Para convencer sobre la ayuda que precisa Badii cambia el argumentario según habla con el soldado, el futuro imán o el profesor de taxidermia en el Museo de Historia Natural.
Esta tensión entre su deseo y su incapacidad para reducir su entierro a una pura transacción, saca a la luz algunos de los otros conflictos que sostienen a Baddi.
Incluso para morir nos necesitamos unos a otros, al igual que en nuestros intentos de escapar de esa realidad.
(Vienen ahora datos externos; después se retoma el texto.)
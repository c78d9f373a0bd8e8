//! Request orchestration: one upload in, a preview or a download out.
//!
//! [`Processor`] owns the long-lived components (OCR engine, formatter,
//! document writer) and drives each request through its lifecycle:
//!
//! ```text
//! validate ─▶ source text (OCR or supplied markdown) ─▶ format
//!          ─▶ preview JSON
//!          └▶ workspace ─▶ artifact ─▶ Download (owns workspace until drained)
//! ```
//!
//! Nothing touches the filesystem before the formatter has succeeded, so a
//! failed or previewed request leaves no files behind. Once a workspace
//! exists, every failure path drops its last handle, which removes it.

use crate::artifact::{ArtifactGenerator, DocumentWriter, DocxWriter, OutputArtifact};
use crate::config::{NotesConfig, OcrBackend};
use crate::error::{ArtifactError, NotesError};
use crate::pipeline::format::MarkdownFormatter;
use crate::pipeline::llm::{resolve_provider, ProviderGenerator, TextGenerator};
use crate::pipeline::ocr::{OcrEngine, OcrExtractor, TesseractEngine, VisionOcrEngine};
use crate::prompts::DEFAULT_SYSTEM_PROMPT;
use crate::request::{ProcessRequest, TextSource};
use crate::state::{RequestState, StateTracker};
use crate::stream::Download;
use crate::workspace::RequestWorkspace;
use serde::Serialize;
use std::sync::Arc;
use std::time::{Duration, Instant};
use tokio::fs::File;
use tracing::{debug, error, info};

/// Formatted markdown returned instead of a file.
///
/// Serialises as `{"markdown": "..."}`.
#[derive(Debug, Clone, PartialEq, Eq, Serialize)]
pub struct Preview {
    pub markdown: String,
}

/// What a successful request produced.
#[derive(Debug)]
pub enum ProcessOutcome {
    Preview(Preview),
    Download(Download),
}

/// Result of the fallible part of a request, before the download takes
/// ownership of the state tracker.
enum Staged {
    Preview(Preview),
    Artifact {
        artifact: OutputArtifact,
        file: File,
        workspace: RequestWorkspace,
    },
}

/// Runs requests against a fixed set of components.
pub struct Processor {
    config: NotesConfig,
    ocr: OcrExtractor,
    formatter: MarkdownFormatter,
    artifacts: ArtifactGenerator,
}

impl Processor {
    /// Build the production components described by `config`.
    ///
    /// # Errors
    /// [`NotesError::ProviderNotConfigured`] when no LLM provider can be
    /// resolved.
    pub fn from_config(config: NotesConfig) -> Result<Self, NotesError> {
        let (provider, label) = resolve_provider(&config)?;
        info!("Using LLM provider '{}' with OCR backend {:?}", label, config.ocr_backend);

        let engine: Arc<dyn OcrEngine> = match config.ocr_backend {
            OcrBackend::Tesseract => Arc::new(TesseractEngine::from_config(&config)),
            OcrBackend::Vision => Arc::new(VisionOcrEngine::new(
                Arc::clone(&provider),
                config.max_tokens,
            )),
        };
        let generator = Arc::new(ProviderGenerator::new(provider, label, &config));

        Ok(Self::with_components(
            config,
            engine,
            generator,
            Arc::new(DocxWriter),
        ))
    }

    /// Assemble a processor from explicit components.
    pub fn with_components(
        config: NotesConfig,
        ocr: Arc<dyn OcrEngine>,
        generator: Arc<dyn TextGenerator>,
        writer: Arc<dyn DocumentWriter>,
    ) -> Self {
        let system_prompt = config
            .system_prompt
            .clone()
            .unwrap_or_else(|| DEFAULT_SYSTEM_PROMPT.to_string());

        Self {
            ocr: OcrExtractor::new(ocr, Duration::from_secs(config.ocr_timeout_secs)),
            formatter: MarkdownFormatter::new(
                generator,
                system_prompt,
                Duration::from_secs(config.api_timeout_secs),
            ),
            artifacts: ArtifactGenerator::new(writer),
            config,
        }
    }

    pub fn config(&self) -> &NotesConfig {
        &self.config
    }

    /// Process one request.
    ///
    /// # Returns
    /// * [`ProcessOutcome::Preview`] when `preview` was requested
    /// * [`ProcessOutcome::Download`] otherwise; the request workspace is
    ///   removed when its body is drained or dropped
    ///
    /// # Errors
    /// Any [`NotesError`]; no temporary files survive a failed request.
    pub async fn process(&self, request: ProcessRequest) -> Result<ProcessOutcome, NotesError> {
        let start = Instant::now();
        let mut tracker = StateTracker::new(self.config.observer.clone());

        match self.run(request, &mut tracker).await {
            Ok(Staged::Preview(preview)) => {
                info!(
                    "Preview ready: {} chars in {}ms",
                    preview.markdown.len(),
                    start.elapsed().as_millis()
                );
                Ok(ProcessOutcome::Preview(preview))
            }
            Ok(Staged::Artifact {
                artifact,
                file,
                workspace,
            }) => {
                tracker.advance(RequestState::Streaming);
                info!(
                    "Artifact {} ready in {}ms",
                    artifact.display_filename,
                    start.elapsed().as_millis()
                );
                Ok(ProcessOutcome::Download(Download::new(
                    artifact,
                    file,
                    workspace,
                    tracker,
                    self.config.chunk_size,
                )))
            }
            Err(e) => {
                error!("Request failed in state '{}': {}", tracker.current(), e);
                tracker.fail();
                Err(e)
            }
        }
    }

    async fn run(
        &self,
        request: ProcessRequest,
        tracker: &mut StateTracker,
    ) -> Result<Staged, NotesError> {
        // ── Step 1: Validate ─────────────────────────────────────────────
        let request = request.validate(&self.config)?;
        debug!(
            "Validated request: format={:?}, preview={}, stem='{}'",
            request.format, request.preview, request.stem
        );

        // ── Step 2: Source the text ──────────────────────────────────────
        tracker.advance(RequestState::SourcingText);
        let (text, from_ocr) = match request.source {
            TextSource::Markdown(markdown) => (markdown, false),
            TextSource::Image(bytes) => (self.ocr.extract(bytes).await?.text, true),
        };
        if let Some(obs) = tracker.observer() {
            obs.on_text_sourced(text.chars().count(), from_ocr);
        }

        // ── Step 3: Format ───────────────────────────────────────────────
        tracker.advance(RequestState::Formatting);
        let formatted = self.formatter.format(&text).await?;
        if let Some(obs) = tracker.observer() {
            obs.on_formatted(formatted.markdown.chars().count());
        }

        if request.preview {
            tracker.advance(RequestState::PreviewReturn);
            return Ok(Staged::Preview(Preview {
                markdown: formatted.markdown,
            }));
        }

        // ── Step 4: Generate the artifact ────────────────────────────────
        tracker.advance(RequestState::GeneratingArtifact);
        let workspace = RequestWorkspace::create(
            self.config.temp_root.as_deref(),
            self.config.observer.clone(),
        )?;
        let artifact = self
            .artifacts
            .generate(&formatted.markdown, request.format, &request.stem, &workspace)
            .await?;

        let file = File::open(&artifact.path)
            .await
            .map_err(|_| ArtifactError::Missing {
                path: artifact.path.clone(),
            })?;

        Ok(Staged::Artifact {
            artifact,
            file,
            workspace,
        })
    }
}

/// Process a single request with components built from `config`.
///
/// Builds a fresh [`Processor`] each call; reuse a `Processor` when handling
/// many requests.
///
/// # Example
/// ```rust,no_run
/// use autonotes::{process, NotesConfig, ProcessOutcome, ProcessRequest};
///
/// # #[tokio::main]
/// # async fn main() -> Result<(), Box<dyn std::error::Error>> {
/// let bytes = std::fs::read("whiteboard.jpg")?;
/// let request = ProcessRequest::from_image(bytes, "whiteboard.jpg").output_format("md");
/// match process(request, &NotesConfig::default()).await? {
///     ProcessOutcome::Download(download) => {
///         let name = download.filename.clone();
///         download.save_to(std::path::Path::new(&name)).await?;
///     }
///     ProcessOutcome::Preview(preview) => println!("{}", preview.markdown),
/// }
/// # Ok(())
/// # }
/// ```
pub async fn process(
    request: ProcessRequest,
    config: &NotesConfig,
) -> Result<ProcessOutcome, NotesError> {
    Processor::from_config(config.clone())?
        .process(request)
        .await
}

#[cfg(test)]
mod tests {
    use super::*;
    use crate::error::{LlmError, OcrError};
    use crate::pipeline::encode::NormalizedImage;
    use crate::pipeline::llm::Completion;
    use async_trait::async_trait;

    struct NeverOcr;

    #[async_trait]
    impl OcrEngine for NeverOcr {
        fn name(&self) -> &str {
            "never"
        }
        async fn recognize(&self, _image: &NormalizedImage) -> Result<String, OcrError> {
            panic!("OCR must not run for supplied markdown");
        }
    }

    struct Echo;

    #[async_trait]
    impl TextGenerator for Echo {
        fn name(&self) -> &str {
            "echo"
        }
        async fn generate(&self, _system: &str, text: &str) -> Result<Completion, LlmError> {
            Ok(Completion {
                content: text.to_string(),
                input_tokens: 0,
                output_tokens: 0,
            })
        }
    }

    fn processor() -> Processor {
        Processor::with_components(
            NotesConfig::default(),
            Arc::new(NeverOcr),
            Arc::new(Echo),
            Arc::new(DocxWriter),
        )
    }

    #[tokio::test]
    async fn preview_of_supplied_markdown() {
        let outcome = processor()
            .process(ProcessRequest::from_markdown("# Notes\n\n- a").preview(true))
            .await
            .unwrap();
        match outcome {
            ProcessOutcome::Preview(p) => {
                assert_eq!(p.markdown, "# Notes\n\n- a");
                let json = serde_json::to_value(&p).unwrap();
                assert_eq!(json, serde_json::json!({"markdown": "# Notes\n\n- a"}));
            }
            other => panic!("expected preview, got {other:?}"),
        }
    }

    #[tokio::test]
    async fn custom_system_prompt_is_used() {
        struct PromptCheck;

        #[async_trait]
        impl TextGenerator for PromptCheck {
            fn name(&self) -> &str {
                "prompt-check"
            }
            async fn generate(&self, system: &str, text: &str) -> Result<Completion, LlmError> {
                assert_eq!(system, "be brief");
                Ok(Completion {
                    content: text.to_string(),
                    input_tokens: 0,
                    output_tokens: 0,
                })
            }
        }

        let config = NotesConfig::builder().system_prompt("be brief").build().unwrap();
        let processor = Processor::with_components(
            config,
            Arc::new(NeverOcr),
            Arc::new(PromptCheck),
            Arc::new(DocxWriter),
        );
        let outcome = processor
            .process(ProcessRequest::from_markdown("x").preview(true))
            .await
            .unwrap();
        assert!(matches!(outcome, ProcessOutcome::Preview(_)));
    }
}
Sin embargo, Badii busca un entierro sin duelo, sin reconocimiento, simplemente dar sepultura a la muerte, como una transacción más de la vida que fluye.
Después de un minuto de oscuridad mientras yace en su hoyo, la luz del día nos muestra a Kiarostami y su equipo terminando la película. El sol brilla, los soldados realizan sus simulacros diarios y Badii queda enterrado en la narración junto con las preguntas sobre sus motivaciones y su decisión final.
Un poema fílmico en estado puro. Una obra maestra del cine que se degusta circulando durante unos noventa minutos con el coche de Badii, a la vez que recorremos un tramo de nuestra tranquilidad vital que incita repensar nuestra existencia.